Collected data entries:
╔══

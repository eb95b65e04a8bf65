//! The artifact storage contract.

use async_trait::async_trait;

use drydock_manifest::{Manifest, Version};

use crate::error::StorageResult;

/// An artifact blob together with its manifest, as returned by a pull.
#[derive(Debug, Clone)]
pub struct PulledArtifact {
    /// The raw archive bytes.
    pub artifact: Vec<u8>,
    /// The manifest describing the archive.
    pub manifest: Manifest,
}

/// Storage capability the migration engine depends on.
///
/// Implementations must be interchangeable: a registry, a filesystem
/// directory, and an in-memory map all satisfy the same contract.
/// Artifacts are immutable once pushed; `list` always returns versions
/// sorted ascending.
#[async_trait]
pub trait ArtifactStore: Send + Sync {
    /// Upload an artifact tagged by version. Returns a location string.
    ///
    /// The transport allows overwriting an existing tag; refusing to
    /// re-push an already applied version is the engine's job.
    async fn push(
        &self,
        version: &Version,
        artifact: &[u8],
        manifest: &Manifest,
    ) -> StorageResult<String>;

    /// Download the artifact and manifest for a version.
    async fn pull(&self, version: &Version) -> StorageResult<PulledArtifact>;

    /// Cheap existence probe. Never errors for "not found", only for
    /// transport failure.
    async fn exists(&self, version: &Version) -> StorageResult<bool>;

    /// Enumerate all stored versions, sorted ascending.
    ///
    /// A repository that does not exist yet is an empty list, not an
    /// error.
    async fn list(&self) -> StorageResult<Vec<Version>>;

    /// Delete a version's artifact and manifest record.
    ///
    /// Deleting an absent version is not an error.
    async fn delete(&self, version: &Version) -> StorageResult<()>;

    /// Fetch only the manifest for a version.
    async fn get_manifest(&self, version: &Version) -> StorageResult<Manifest>;
}
//! # drydock-manifest
//!
//! Core data model for the Drydock migration engine:
//!
//! - Semantic versions and the `v{semver}` registry tag convention
//! - Migration files and their execution-priority kinds
//! - The artifact manifest: a deterministic, checksum-backed description
//!   of one version's migration file set
//!
//! The manifest checksum is reproducible purely from the file set: two
//! manifests built from the same paths and contents always hash
//! identically, regardless of the order the files were collected in.
//!
//! ## Example
//!
//! ```rust
//! use drydock_manifest::{ManifestBuilder, MigrationKind, Version};
//!
//! let version = Version::parse("1.0.0").unwrap();
//! let manifest = ManifestBuilder::new(version)
//!     .author("alice")
//!     .file("drizzle/0001_init.sql", b"CREATE TABLE t(id int);", MigrationKind::Drizzle)
//!     .build();
//!
//! assert_eq!(manifest.files.len(), 1);
//! assert_eq!(manifest.checksum_algorithm, "sha256");
//! ```

pub mod error;
pub mod manifest;
pub mod migration;
pub mod version;

pub use error::{ManifestError, ManifestResult};
pub use manifest::{FileEntry, Manifest, ManifestBuilder, Platform};
pub use migration::{Migration, MigrationKind, sort_migrations};
pub use version::Version;
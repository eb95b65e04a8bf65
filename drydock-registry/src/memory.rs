//! In-memory artifact store, for tests and embedding.

use std::collections::BTreeMap;

use async_trait::async_trait;
use parking_lot::Mutex;

use drydock_manifest::{Manifest, Version};

use crate::error::{StorageError, StorageResult};
use crate::store::{ArtifactStore, PulledArtifact};

/// An [`ArtifactStore`] backed by an in-process map.
#[derive(Debug, Default)]
pub struct MemoryStore {
    entries: Mutex<BTreeMap<Version, (Vec<u8>, Manifest)>>,
}

impl MemoryStore {
    /// Create an empty store.
    pub fn new() -> Self {
        Self::default()
    }

    /// Number of stored versions.
    pub fn len(&self) -> usize {
        self.entries.lock().len()
    }

    /// Whether the store is empty.
    pub fn is_empty(&self) -> bool {
        self.entries.lock().is_empty()
    }
}

#[async_trait]
impl ArtifactStore for MemoryStore {
    async fn push(
        &self,
        version: &Version,
        artifact: &[u8],
        manifest: &Manifest,
    ) -> StorageResult<String> {
        self.entries
            .lock()
            .insert(version.clone(), (artifact.to_vec(), manifest.clone()));
        Ok(format!("memory://{version}"))
    }

    async fn pull(&self, version: &Version) -> StorageResult<PulledArtifact> {
        self.entries
            .lock()
            .get(version)
            .map(|(artifact, manifest)| PulledArtifact {
                artifact: artifact.clone(),
                manifest: manifest.clone(),
            })
            .ok_or_else(|| StorageError::not_found(format!("version {version}")))
    }

    async fn exists(&self, version: &Version) -> StorageResult<bool> {
        Ok(self.entries.lock().contains_key(version))
    }

    async fn list(&self) -> StorageResult<Vec<Version>> {
        // BTreeMap keys iterate in ascending Version order.
        Ok(self.entries.lock().keys().cloned().collect())
    }

    async fn delete(&self, version: &Version) -> StorageResult<()> {
        self.entries.lock().remove(version);
        Ok(())
    }

    async fn get_manifest(&self, version: &Version) -> StorageResult<Manifest> {
        self.entries
            .lock()
            .get(version)
            .map(|(_, manifest)| manifest.clone())
            .ok_or_else(|| StorageError::not_found(format!("version {version}")))
    }
}

#[cfg(test)]
mod tests {
    use super::*;
    use drydock_manifest::{ManifestBuilder, MigrationKind};

    fn manifest(version: &Version) -> Manifest {
        ManifestBuilder::new(version.clone())
            .file("custom/a.sql", b"SELECT 1;", MigrationKind::Custom)
            .build()
    }

    #[tokio::test]
    async fn test_round_trip_and_list_order() {
        let store = MemoryStore::new();
        for v in ["1.1.0", "1.0.0", "1.0.0-beta.1"] {
            let version = Version::parse(v).unwrap();
            store.push(&version, b"x", &manifest(&version)).await.unwrap();
        }

        let listed = store.list().await.unwrap();
        let strings: Vec<_> = listed.iter().map(|v| v.to_string()).collect();
        assert_eq!(strings, ["1.0.0-beta.1", "1.0.0", "1.1.0"]);

        let version = Version::parse("1.0.0").unwrap();
        assert!(store.exists(&version).await.unwrap());
        store.delete(&version).await.unwrap();
        assert!(!store.exists(&version).await.unwrap());
        // Absent delete is a no-op.
        store.delete(&version).await.unwrap();
    }
}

╚══

Instructions for the task >>
Reproduce each line above that contains "derive".

Expected output >>
#[derive(Debug, Clone)]
#[derive(Debug, Default)]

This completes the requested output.